Results: For the test of finding the best models (Rank#1), the Replace1 procedure (which is the equivalent of MaxR, the best approximate procedure available in SAS), failed with 322 out of the 1,000 data files. In contrast, the new Simons2 procedure, the best approximate procedure available in CoStat, failed with only 1 out of the 1,000 data files.

Recommendations:

The extra computer time needed for the better selection methods will often yield better results.

Availability:

Problem #2 - Often, there are several good models.
Because there are so many possible subsets when the number of X columns is large, there are often several almost equally good models to choose from. Sometimes, if you were to remove a few data points, a different model would be ranked #1.

Recommendations:

Problem #3 - The best X columns may be no better than random values.
A common situation is for the data file to have many X columns (40, 100, 400, 1000, ...) and relatively few rows of data (roughly, less than twice as many rows as there are columns). In this situation, the probablility that a good subset of X's will exist (by chance) is very high. In fact, if you add some X columns with random numbers to a data file with relatively few rows, you will see that they are sometimes included in the "best" models.

Clearly, the more rows of data you have the better. But in any case, you need to do some sort of validation tests to ensure that the "best" models are unlikely to have occured by chance and that they remain the best models with other samples of data.

A commonly proposed solution to these problems is to divide the data into 2 parts: (for example, use 1/2 of the rows of data for subset selection and 1/2 for cross validation and for estimation of the regression coefficients). But unless you have lots of rows of data, you are then ignoring valuable information in each part of the process and result is less than optimal. A simulation study by Roecker (1991) showed that it is better to use all of the data for both parts. In the end, as Miller (2002, page 191) says, "the bias is present in the complete data set; cross-validation cannot remove it."

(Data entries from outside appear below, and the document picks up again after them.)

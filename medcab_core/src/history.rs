//! Dose history loading.
//!
//! Recent dose events are read from both the live journal and the archived CSV.

use crate::wal::read_journal;
use crate::{DoseEvent, DoseEventKind, Error, Result};
use chrono::{DateTime, Duration, Utc};
use csv::ReaderBuilder;
use serde::Deserialize;
use std::collections::HashSet;
use std::path::Path;
use uuid::Uuid;

/// CSV row format for reading archived events
#[derive(Debug, Deserialize)]
struct CsvRow {
    id: String,
    order_item_id: String,
    medicine_name: String,
    kind: String,
    remaining: u32,
    at: String,
}

impl TryFrom<CsvRow> for DoseEvent {
    type Error = Error;

    fn try_from(row: CsvRow) -> Result<Self> {
        let parse_uuid = |s: &str| {
            Uuid::parse_str(s).map_err(|e| Error::Other(format!("Invalid UUID {:?}: {}", s, e)))
        };

        let kind = match row.kind.as_str() {
            "manual" => DoseEventKind::Manual,
            "scheduled" => DoseEventKind::Scheduled,
            other => return Err(Error::Other(format!("Unknown dose kind: {}", other))),
        };

        let at = DateTime::parse_from_rfc3339(&row.at)
            .map_err(|e| Error::Other(format!("Invalid date: {}", e)))?
            .with_timezone(&Utc);

        Ok(DoseEvent {
            id: parse_uuid(&row.id)?,
            order_item_id: parse_uuid(&row.order_item_id)?,
            medicine_name: row.medicine_name,
            kind,
            remaining: row.remaining,
            at,
        })
    }
}

/// Load dose events from the last `days` days from both journal and CSV
///
/// Returns events sorted newest first, deduplicated by event id. A window too
/// large to represent is an error.
pub fn load_recent_events(wal_path: &Path, csv_path: &Path, days: i64) -> Result<Vec<DoseEvent>> {
    let cutoff = Duration::try_days(days)
        .and_then(|window| Utc::now().checked_sub_signed(window))
        .ok_or_else(|| Error::Other(format!("History window of {} days is out of range", days)))?;
    let mut events = Vec::new();
    let mut seen_ids = HashSet::new();

    for event in read_journal(wal_path)? {
        if event.at >= cutoff && seen_ids.insert(event.id) {
            events.push(event);
        }
    }
    tracing::debug!("Loaded {} events from journal", events.len());

    if csv_path.exists() {
        let mut csv_count = 0;
        for event in load_events_from_csv(csv_path)? {
            if event.at >= cutoff && seen_ids.insert(event.id) {
                events.push(event);
                csv_count += 1;
            }
        }
        tracing::debug!("Loaded {} events from CSV", csv_count);
    }

    events.sort_by(|a, b| b.at.cmp(&a.at));

    tracing::info!("Loaded {} dose events from last {} days", events.len(), days);
    Ok(events)
}

fn load_events_from_csv(path: &Path) -> Result<Vec<DoseEvent>> {
    let mut reader = ReaderBuilder::new().has_headers(true).from_path(path)?;

    let mut events = Vec::new();
    for result in reader.deserialize::<CsvRow>() {
        match result {
            Ok(row) => match DoseEvent::try_from(row) {
                Ok(event) => events.push(event),
                Err(e) => tracing::warn!("Failed to parse CSV row: {}", e),
            },
            Err(e) => tracing::warn!("Failed to deserialize CSV row: {}", e),
        }
    }

    Ok(events)
}

#[cfg(test)]
mod tests {
    use super::*;
    use crate::wal::DoseJournal;

    fn create_test_event(name: &str, days_ago: i64) -> DoseEvent {
        DoseEvent {
            id: Uuid::new_v4(),
            order_item_id: Uuid::new_v4(),
            medicine_name: name.into(),
            kind: DoseEventKind::Manual,
            remaining: 2,
            at: Utc::now() - Duration::days(days_ago),
        }
    }

    #[test]
    fn test_load_recent_events_from_wal() {
        let temp_dir = tempfile::tempdir().unwrap();
        let wal_path = temp_dir.path().join("doses.wal");
        let csv_path = temp_dir.path().join("dose_history.csv");

        DoseJournal::new(&wal_path)
            .record(&[
                create_test_event("a", 1),
                create_test_event("b", 3),
                create_test_event("c", 10), // Too old
            ])
            .unwrap();

        let events = load_recent_events(&wal_path, &csv_path, 7).unwrap();
        assert_eq!(events.len(), 2);
    }

    #[test]
    fn test_archived_events_roundtrip_through_csv() {
        let temp_dir = tempfile::tempdir().unwrap();
        let wal_path = temp_dir.path().join("doses.wal");
        let csv_path = temp_dir.path().join("dose_history.csv");

        let event = create_test_event("Ibuprofen", 1);
        DoseJournal::new(&wal_path).record(std::slice::from_ref(&event)).unwrap();
        crate::csv_rollup::wal_to_csv_and_archive(&wal_path, &csv_path).unwrap();

        // Same event still sitting in a fresh WAL must not be counted twice
        DoseJournal::new(&wal_path).record(std::slice::from_ref(&event)).unwrap();

        let events = load_recent_events(&wal_path, &csv_path, 7).unwrap();
        assert_eq!(events.len(), 1);
        assert_eq!(events[0].id, event.id);
        assert_eq!(events[0].medicine_name, "Ibuprofen");
        assert_eq!(events[0].kind, DoseEventKind::Manual);
    }

    #[test]
    fn test_events_sorted_newest_first() {
        let temp_dir = tempfile::tempdir().unwrap();
        let wal_path = temp_dir.path().join("doses.wal");
        let csv_path = temp_dir.path().join("dose_history.csv");

        let journal = DoseJournal::new(&wal_path);
        journal.record(&[create_test_event("old", 5)]).unwrap();
        journal.record(&[create_test_event("new", 1)]).unwrap();

        let events = load_recent_events(&wal_path, &csv_path, 7).unwrap();
        assert_eq!(events[0].medicine_name, "new");
        assert_eq!(events[1].medicine_name, "old");
    }

    #[test]
    fn test_out_of_range_window_is_an_error() {
        let temp_dir = tempfile::tempdir().unwrap();
        let wal_path = temp_dir.path().join("doses.wal");
        let csv_path = temp_dir.path().join("dose_history.csv");

        let result = load_recent_events(&wal_path, &csv_path, i64::MAX);
        assert!(matches!(result, Err(Error::Other(_))));
    }
}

CoStat has options to do validation tests on the N Best subset models that it finds.

Recommendations:

Problem #4 - The regression statistics and regression coefficients are biased.
All of the statistics generated by this procedure (R^2, etc.) and the regression coefficients in the models are biased. The true R^2 values (and the other statistics) probably aren't as high as they appear here. Similarly, the absolute values of the true regression coefficients are probably somewhat smaller. This occurs because the statistical tests were designed for use on one or a few pre-specified models, but this procedure uses them to compare millions of models. Also, we are using the same data values for subset selection and for generating the statistics and the coefficients. This is actually one of the causes of Problems #2 and #3 (above). Techniques to calculate unbiased statistics and regression coefficients have not yet been developed.

Recommendations:

Validation
CoStat takes a slightly non-standard approach to validation. We recommend using the best selection method possible (All Subsets, Simons 2, or Simons 1) to identify the nBest models. The validation procedure then repeatedly chooses a subset of the data and generates the validation statistics (LGO PreSS, LGO Pre R^2, and/or LGO MAE) for each of the nBest models (which have already been selected).

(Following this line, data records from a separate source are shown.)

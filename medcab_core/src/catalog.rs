//! Default formulary and demo store.
//!
//! This module provides the built-in medicines used to seed a fresh store.

use crate::types::*;
use crate::PharmacyStore;
use chrono::{DateTime, Duration, Utc};
use once_cell::sync::Lazy;
use uuid::Uuid;

/// Patient created by the demo seed
pub const DEMO_PATIENT_ID: &str = "demo_patient";

/// Cached default formulary - built once and reused
static DEFAULT_FORMULARY: Lazy<Vec<Medicine>> = Lazy::new(build_default_formulary);

/// Get a reference to the cached default formulary
pub fn default_formulary() -> &'static [Medicine] {
    &DEFAULT_FORMULARY
}

fn medicine(
    id: &str,
    name: &str,
    strength: &str,
    stock: u32,
    prescription_required: bool,
    price: f64,
) -> Medicine {
    Medicine {
        id: id.into(),
        name: name.into(),
        strength: Some(strength.into()),
        unit_type: Some("tablet".into()),
        stock,
        reorder_threshold: None,
        prescription_required,
        price: Some(price),
        description: None,
    }
}

fn build_default_formulary() -> Vec<Medicine> {
    vec![
        medicine("paracetamol_500", "Paracetamol", "500mg", 240, false, 1.5),
        medicine("ibuprofen_400", "Ibuprofen", "400mg", 120, false, 2.0),
        medicine("cetirizine_10", "Cetirizine", "10mg", 8, false, 1.2),
        medicine("amoxicillin_500", "Amoxicillin", "500mg", 60, true, 6.5),
        medicine("metformin_500", "Metformin", "500mg", 90, true, 3.0),
        Medicine {
            reorder_threshold: Some(20),
            ..medicine("omeprazole_20", "Omeprazole", "20mg", 15, false, 4.0)
        },
        Medicine {
            unit_type: Some("bottle".into()),
            ..medicine("salbutamol_inh", "Salbutamol Inhaler", "100mcg", 0, true, 12.0)
        },
    ]
}

/// Build a store holding the formulary, one demo patient with a
/// prescription on file, and one fulfilled order placed 25 days before `now`
pub fn seed_demo_store(now: DateTime<Utc>) -> PharmacyStore {
    let mut store = PharmacyStore {
        medicines: default_formulary().to_vec(),
        ..Default::default()
    };

    store.patients.push(Patient {
        id: DEMO_PATIENT_ID.into(),
        name: "Demo Patient".into(),
    });

    store.prescriptions.push(PrescriptionRecord {
        id: Uuid::new_v4(),
        patient_id: DEMO_PATIENT_ID.into(),
        extracted_text: Some("Rx: Amoxicillin 500mg three times daily for 7 days".into()),
        uploaded_at: now - Duration::days(26),
    });

    let placed = now - Duration::days(25);
    let order = Order {
        id: Uuid::new_v4(),
        patient_id: DEMO_PATIENT_ID.into(),
        status: OrderStatus::Fulfilled,
        channel: "web".into(),
        created_at: placed,
        finalized_at: Some(placed),
    };

    let lines = [
        ("paracetamol_500", 15, "After meals", 3),
        ("ibuprofen_400", 10, "As needed for pain", 0),
        ("cetirizine_10", 10, "Once daily at bedtime", 1),
    ];

    for (medicine_id, qty, dosage, frequency) in lines {
        let medicine = store.medicine(medicine_id).map(Medicine::to_ref);
        store.order_items.push(OrderItem {
            id: Uuid::new_v4(),
            order_id: order.id,
            medicine,
            qty,
            dosage_text: Some(dosage.into()),
            frequency_per_day: frequency,
            days_supply: Some(30),
            created_at: placed,
        });
    }

    store.orders.push(order);

    tracing::info!(
        "Seeded demo store with {} medicines and {} order items",
        store.medicines.len(),
        store.order_items.len()
    );
    store
}
//! Tracing setup shared by the medcab binaries.
//!
//! Log lines go to stderr so they never mix with command output on stdout.
//! The filter comes from `MEDCAB_LOG`, then `RUST_LOG`, then the default level.

use tracing_subscriber::{fmt, prelude::*, EnvFilter};

/// Env var checked before `RUST_LOG`
pub const LOG_ENV: &str = "MEDCAB_LOG";

/// Initialize logging at WARN unless overridden
pub fn init() {
    init_with_level("warn")
}

/// Initialize logging with `default_level` (debug, info, warn, error)
pub fn init_with_level(default_level: &str) {
    tracing_subscriber::registry()
        .with(filter(default_level))
        .with(fmt::layer().compact().with_writer(std::io::stderr))
        .init();
}

fn filter(default_level: &str) -> EnvFilter {
    EnvFilter::try_from_env(LOG_ENV)
        .or_else(|_| EnvFilter::try_from_default_env())
        .unwrap_or_else(|_| EnvFilter::new(default_level))
}

/// Route debug logs into captured test output; repeat calls are no-ops
#[cfg(test)]
pub fn init_test() {
    let _ = tracing_subscriber::fmt()
        .with_test_writer()
        .with_env_filter(EnvFilter::new("debug"))
        .try_init();
}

The standard validation procedure recommended by many authors and other statistics programs uses a poor selection method (such as Forward, Replace 1, or Stepwise) and then repeats the subset selection procedure for each validation replication. But these poor selection methods may never find the best models! We argue that it is better to use the best selection method possible to find the best models and then just use validation to compare the models which have already been identified. (Miller, 2002, uses the standard validation approach throughout his book, but he mentions the alternative that CoStat uses on page 189).

References - Alan J. Miller's Subset Selection in Regression (Second Edition) (Chapman & Hall/CRC, 2002) is an excellent book which covers all aspects of subset selection.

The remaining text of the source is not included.